Congenital pulmonary lymphangiectasia (CPL) is a rare developmental disorder that affects the lungs. It is present from birth and usually becomes apparent in the first few days of life with respiratory failure. It sometimes is apparent before birth with non-immune hydrops fetalis and pleural effusion (fluid in the lung). Infants with CPL often develop severe, potentially life-threatening, respiratory distress shortly after birth. They may also develop cyanosis caused by low oxygen levels in the blood, which causes the skin to have a bluish tint. Symptoms are due to abnormally wide (dilated) lymphatic vessels within the lungs. These vessels drain a fluid called lymph from different areas of the body.
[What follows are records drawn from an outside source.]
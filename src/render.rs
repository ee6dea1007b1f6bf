//! Turns a chosen expense into the human-readable claim text the posting
//! client sends out.

use chrono::{Datelike, NaiveDate};
use rust_decimal::prelude::ToPrimitive;
use rust_decimal::Decimal;

use crate::expense::Expense;
use crate::members::Member;

/// Currency string with pound sign, thousands grouping and 2dp,
/// e.g. `-£1,234.50`.
pub fn money_string(amount: Decimal) -> String {
    let prefix = if amount < Decimal::ZERO { "-" } else { "" };
    let minor = (amount.abs().round_dp(2) * Decimal::ONE_HUNDRED)
        .to_i128()
        .unwrap_or(0);
    let pounds = group_thousands(minor / 100);
    format!("{prefix}\u{a3}{pounds}.{:02}", minor % 100)
}

fn group_thousands(value: i128) -> String {
    let digits = value.to_string();
    let mut grouped = String::with_capacity(digits.len() + digits.len() / 3);
    for (i, ch) in digits.chars().enumerate() {
        if i > 0 && (digits.len() - i) % 3 == 0 {
            grouped.push(',');
        }
        grouped.push(ch);
    }
    grouped
}

/// Post-friendly date, e.g. `7 Mar 24`.
pub fn date_string(date: NaiveDate) -> String {
    format!("{} {}", date.day(), date.format("%b %y"))
}

fn claimant_name(expense: &Expense, member: Option<&Member>) -> String {
    member
        .map(Member::display_name)
        .unwrap_or_else(|| format!("Member:{}", expense.member_id))
}

/// The standard post body: claim header, date and claimant, then a sentence
/// describing the spend.
pub fn claim_text(expense: &Expense, member: Option<&Member>) -> String {
    format!(
        "Claim {}\n\n{} - {}\n\n{}",
        expense.claim_number,
        date_string(expense.date),
        claimant_name(expense, member),
        expense_text(expense),
    )
}

/// Sentence describing the spend, phrased by expense kind.
pub fn expense_text(expense: &Expense) -> String {
    let mut text = format!("{} for ", money_string(expense.amount_claimed));

    if expense.is_transport_expense() {
        text.push_str(&transport_expense_text(expense));
    } else if expense.is_overnight_expense() {
        text.push_str(&overnight_expense_text(expense));
    } else {
        text.push_str(&expense.category);
        text.push_str(": ");
        text.push_str(&expense.expense_type);
        if let Some(desc) = &expense.short_desc {
            text.push_str(" - ");
            text.push_str(desc);
        }
    }

    if let Some(details) = &expense.details {
        text.push_str(&format!(" '{details}'"));
    }
    text
}

fn transport_expense_text(expense: &Expense) -> String {
    let mut text = String::new();

    // Who travelled.
    if expense.is_staff_travel() {
        text.push_str("staff");
    }
    if expense.is_mp_travel() {
        text.push_str("MP");
    }
    if expense.is_dependant_travel() {
        text.push_str("a dependant's");
    }

    match expense.mileage {
        Some(miles) => text.push_str(&format!(" travelling {miles} miles")),
        None => text.push_str(" travel"),
    }

    if let (Some(from), Some(to)) = (&expense.travel_from, &expense.travel_to) {
        text.push_str(&format!(" from {from} to {to}"));
    }

    let mode = match expense.expense_type.to_uppercase().as_str() {
        "MILEAGE - CAR" => " by car",
        "MILEAGE - BICYCLE" => " by bicycle",
        "MILEAGE - MOTORCYCLE" => " by motorcycle",
        "AIR TRAVEL" => " by air",
        "RAIL" => " by train",
        "TAXI" => " by taxi",
        _ => "",
    };
    text.push_str(mode);

    if let Some(ticket) = &expense.travel_type {
        text.push_str(&format!(" ({ticket})"));
    }
    if let Some(per_mile) = expense.price_per_mile() {
        text.push_str(&format!(" ({} per mile)", money_string(per_mile)));
    }

    text.push('.');
    text
}

fn overnight_expense_text(expense: &Expense) -> String {
    let mut text = match expense.nights {
        Some(nights) => format!("a {nights} night "),
        None => "a ".to_string(),
    };

    let stay = match expense.expense_type.to_uppercase().as_str() {
        "HOTEL - UK NOT LONDON" => "stay at a non-London hotel",
        "HOTEL - LONDON" => "stay at a London hotel",
        "HOTEL - EUROPEAN" => "stay at a European hotel",
        _ => "hotel stay",
    };
    text.push_str(stay);

    if expense.is_staff_travel() {
        text.push_str(" for staff");
    } else if expense.is_dependant_travel() {
        text.push_str(" for a dependant");
    }

    if let Some(per_night) = expense.price_per_night() {
        text.push_str(&format!(" ({} per night)", money_string(per_night)));
    }

    text.push('.');
    text
}

/// Variant body for first class tickets, leading with the claimant.
pub fn first_class_claim_text(expense: &Expense, member: Option<&Member>) -> String {
    let ticket = expense
        .travel_type
        .as_deref()
        .unwrap_or("first class")
        .trim()
        .to_lowercase();

    let traveller = if expense.is_staff_travel() {
        " for staff"
    } else if expense.is_dependant_travel() {
        " for a dependant"
    } else {
        ""
    };

    let transport = if expense.is_rail() {
        " on a train"
    } else if expense.is_air_travel() {
        " on a flight"
    } else {
        log::warn!(
            "first class claim {} has unrecognized transport type '{}'",
            expense.claim_number,
            expense.expense_type
        );
        ""
    };

    let destinations = match (&expense.travel_from, &expense.travel_to) {
        (Some(from), Some(to)) => format!(" from {from} to {to}"),
        _ => String::new(),
    };

    format!(
        "{} claimed {} for a {ticket} ticket{traveller}{transport}{destinations}.\n\n{} - {}",
        claimant_name(expense, member),
        money_string(expense.amount_claimed),
        date_string(expense.date),
        expense.claim_number,
    )
}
They are an important part of the lymphatic system, which helps the immune system protect the body against infection and disease.
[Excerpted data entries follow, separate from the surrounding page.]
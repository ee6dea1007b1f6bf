use std::collections::HashSet;
use std::path::Path;

use anyhow::Context;
use chrono::{DateTime, Utc};
use rusqlite::{params, Connection};

/// Durable record of which claims have already been posted. The only state
/// this pipeline keeps between runs.
///
/// Writes are at-least-once: recording the same claim number twice must be
/// a no-op.
pub trait PublishHistory {
    fn contains(&self, claim_number: &str) -> anyhow::Result<bool>;

    fn record(
        &mut self,
        claim_number: &str,
        post_id: Option<&str>,
        published_at: DateTime<Utc>,
    ) -> anyhow::Result<()>;
}

/// SQLite-backed history, one row per published claim.
pub struct SqliteHistory {
    conn: Connection,
}

impl SqliteHistory {
    pub fn open(path: &Path) -> anyhow::Result<Self> {
        let conn = Connection::open(path)
            .with_context(|| format!("opening history db {}", path.display()))?;
        Self::from_connection(conn)
    }

    pub fn open_in_memory() -> anyhow::Result<Self> {
        Self::from_connection(Connection::open_in_memory()?)
    }

    fn from_connection(conn: Connection) -> anyhow::Result<Self> {
        conn.execute(
            "CREATE TABLE IF NOT EXISTS published_claims (
                claim_number TEXT PRIMARY KEY,
                post_id TEXT,
                published_at TEXT NOT NULL
            )",
            [],
        )?;
        Ok(SqliteHistory { conn })
    }
}

impl PublishHistory for SqliteHistory {
    fn contains(&self, claim_number: &str) -> anyhow::Result<bool> {
        let mut stmt = self
            .conn
            .prepare("SELECT 1 FROM published_claims WHERE claim_number = ?1")?;
        Ok(stmt.exists(params![claim_number])?)
    }

    fn record(
        &mut self,
        claim_number: &str,
        post_id: Option<&str>,
        published_at: DateTime<Utc>,
    ) -> anyhow::Result<()> {
        // OR IGNORE keeps the write idempotent under at-least-once delivery.
        let inserted = self.conn.execute(
            "INSERT OR IGNORE INTO published_claims (claim_number, post_id, published_at)
             VALUES (?1, ?2, ?3)",
            params![claim_number, post_id, published_at.to_rfc3339()],
        )?;
        if inserted == 0 {
            log::warn!("claim {claim_number} was already recorded as published");
        }
        Ok(())
    }
}

/// In-memory history for tests and dry runs.
#[derive(Debug, Default)]
pub struct MemoryHistory {
    published: HashSet<String>,
}

impl MemoryHistory {
    pub fn new() -> Self {
        MemoryHistory::default()
    }

    pub fn with_claims(claims: impl IntoIterator<Item = String>) -> Self {
        MemoryHistory {
            published: claims.into_iter().collect(),
        }
    }

    pub fn len(&self) -> usize {
        self.published.len()
    }

    pub fn is_empty(&self) -> bool {
        self.published.is_empty()
    }
}

impl PublishHistory for MemoryHistory {
    fn contains(&self, claim_number: &str) -> anyhow::Result<bool> {
        Ok(self.published.contains(claim_number))
    }

    fn record(
        &mut self,
        claim_number: &str,
        _post_id: Option<&str>,
        _published_at: DateTime<Utc>,
    ) -> anyhow::Result<()> {
        self.published.insert(claim_number.to_string());
        Ok(())
    }
}

#[cfg(test)]
mod tests {
    use super::*;

    fn now() -> DateTime<Utc> {
        "2023-06-01T12:00:00Z".parse().unwrap()
    }

    #[test]
    fn sqlite_round_trip() {
        let mut history = SqliteHistory::open_in_memory().unwrap();
        assert!(!history.contains("22-23-000123").unwrap());

        history
            .record("22-23-000123", Some("post-1"), now())
            .unwrap();
        assert!(history.contains("22-23-000123").unwrap());
        assert!(!history.contains("22-23-000999").unwrap());
    }

    #[test]
    fn sqlite_record_is_idempotent() {
        let mut history = SqliteHistory::open_in_memory().unwrap();
        history.record("22-23-000123", Some("post-1"), now()).unwrap();
        // A second write for the same claim must not fail.
        history.record("22-23-000123", Some("post-2"), now()).unwrap();
        assert!(history.contains("22-23-000123").unwrap());
    }

    #[test]
    fn sqlite_persists_across_connections() {
        let dir = tempfile::tempdir().unwrap();
        let path = dir.path().join("published.db");
        {
            let mut history = SqliteHistory::open(&path).unwrap();
            history.record("22-23-000123", None, now()).unwrap();
        }
        let history = SqliteHistory::open(&path).unwrap();
        assert!(history.contains("22-23-000123").unwrap());
    }

    #[test]
    fn memory_history_tracks_claims() {
        let mut history = MemoryHistory::new();
        assert!(history.is_empty());
        history.record("a", None, now()).unwrap();
        history.record("a", None, now()).unwrap();
        assert_eq!(history.len(), 1);
        assert!(history.contains("a").unwrap());
    }
}
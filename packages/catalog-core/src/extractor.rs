use async_trait::async_trait;
use serde::{Deserialize, Serialize};
use serde_json::Value;

/// The contract any extractor must honor before handing records to the
/// reconciler. The core never parses HTML; it only consumes this shape.
#[derive(Debug, Clone, Serialize, Deserialize)]
pub struct MediaDescriptor {
    pub media_type: String,
    pub source_url: String,
    pub local_path: Option<String>,
}

#[derive(Debug, Clone, Serialize, Deserialize)]
pub struct PriceRecord {
    pub amount: String,
    pub currency: String,
}

#[derive(Debug, Clone, Serialize, Deserialize)]
pub struct ProductRecord {
    pub product_key: String,
    pub url: String,
    pub title: Option<String>,
    pub price: Option<PriceRecord>,
    pub media: Vec<MediaDescriptor>,
    pub raw: Value,
}

/// Seam the scheduler calls through to trigger a crawl. No implementation
/// in this core parses the extractor's output; the extractor is expected
/// to reconcile the products it finds on its own, out of process.
#[async_trait]
pub trait CrawlExecutor: Send + Sync {
    async fn run(&self, extractor_name: &str, full: bool) -> anyhow::Result<()>;
}
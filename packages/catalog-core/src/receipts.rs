use crate::error::Result;
use crate::model::SendReceipt;
use async_trait::async_trait;
use chrono::Utc;
use sqlx::{PgPool, Row};
use std::collections::HashMap;
use std::sync::Mutex;

#[async_trait]
pub trait ReceiptStore: Send + Sync {
    async fn get(&self, dedupe_key: &str) -> Result<Option<SendReceipt>>;

    /// Inserts a receipt. Returns `true` if this call created it, `false`
    /// if a receipt for this dedupe key already existed (another worker
    /// already delivered it) — the insert-or-detect-existing idempotence
    /// primitive the dispatcher relies on.
    async fn insert_if_absent(&self, receipt: &SendReceipt) -> Result<bool>;
}

pub struct PostgresReceiptStore {
    pool: PgPool,
}

impl PostgresReceiptStore {
    pub fn new(pool: PgPool) -> Self {
        Self { pool }
    }
}

#[async_trait]
impl ReceiptStore for PostgresReceiptStore {
    async fn get(&self, dedupe_key: &str) -> Result<Option<SendReceipt>> {
        let row = sqlx::query(
            r#"
            SELECT dedupe_key, target_chat, message_ids, sent_at
            FROM send_receipts
            WHERE dedupe_key = $1
            "#,
        )
        .bind(dedupe_key)
        .fetch_optional(&self.pool)
        .await?;

        Ok(row.map(|r| SendReceipt {
            dedupe_key: r.get("dedupe_key"),
            target_chat: r.get("target_chat"),
            message_ids: r.get::<Vec<String>, _>("message_ids"),
            sent_at: r.get("sent_at"),
        }))
    }

    async fn insert_if_absent(&self, receipt: &SendReceipt) -> Result<bool> {
        let row = sqlx::query(
            r#"
            INSERT INTO send_receipts (dedupe_key, target_chat, message_ids, sent_at)
            VALUES ($1, $2, $3, $4)
            ON CONFLICT (dedupe_key) DO NOTHING
            RETURNING dedupe_key
            "#,
        )
        .bind(&receipt.dedupe_key)
        .bind(&receipt.target_chat)
        .bind(&receipt.message_ids)
        .bind(receipt.sent_at)
        .fetch_optional(&self.pool)
        .await?;
        Ok(row.is_some())
    }
}

#[derive(Default)]
pub struct InMemoryReceiptStore {
    receipts: Mutex<HashMap<String, SendReceipt>>,
}

impl InMemoryReceiptStore {
    pub fn new() -> Self {
        Self::default()
    }
}

#[async_trait]
impl ReceiptStore for InMemoryReceiptStore {
    async fn get(&self, dedupe_key: &str) -> Result<Option<SendReceipt>> {
        Ok(self
            .receipts
            .lock()
            .expect("receipt mutex poisoned")
            .get(dedupe_key)
            .cloned())
    }

    async fn insert_if_absent(&self, receipt: &SendReceipt) -> Result<bool> {
        let mut receipts = self.receipts.lock().expect("receipt mutex poisoned");
        if receipts.contains_key(&receipt.dedupe_key) {
            return Ok(false);
        }
        receipts.insert(receipt.dedupe_key.clone(), receipt.clone());
        Ok(true)
    }
}

pub fn now() -> chrono::DateTime<Utc> {
    Utc::now()
}

#[cfg(test)]
mod tests {
    use super::*;

    fn receipt(dedupe_key: &str) -> SendReceipt {
        SendReceipt {
            dedupe_key: dedupe_key.to_string(),
            target_chat: "chat-1".to_string(),
            message_ids: vec!["m1".to_string()],
            sent_at: now(),
        }
    }

    #[tokio::test]
    async fn second_insert_for_same_key_is_rejected() {
        let store = InMemoryReceiptStore::new();
        let first = store.insert_if_absent(&receipt("dk1")).await.unwrap();
        let second = store.insert_if_absent(&receipt("dk1")).await.unwrap();
        assert!(first);
        assert!(!second);
    }
}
The underlying cause of CPL is unknown. It can occur as a primary or secondary disorder (due to another underlying condition). Primary CPL occurs as an isolated defect or as part of a generalized form of lymphatic disease affecting the whole body. Secondary CPL can occur due to a variety of heart abnormalities or lymphatic obstruction. Some cases of CPL have been associated with genetic disorders.

Treatment aims to relieve the symptoms of the disorder and may include CPAP, intubation, and/or fluid drainage. While much of the older literature suggests a very high mortality rate, recent studies suggest that CPL does not have as poor an outlook.

What are the alternative names for Congenital Pulmonary Lymphangiectasia?

  • CPL
  • Lymphangiomatosis pulmonary
  • Pulmonary cystic lymphangiectasis
  • Lymphangiectasia pulmonary congenital

What is the outlook (prognosis) for Congenital Pulmonary Lymphangiectasia?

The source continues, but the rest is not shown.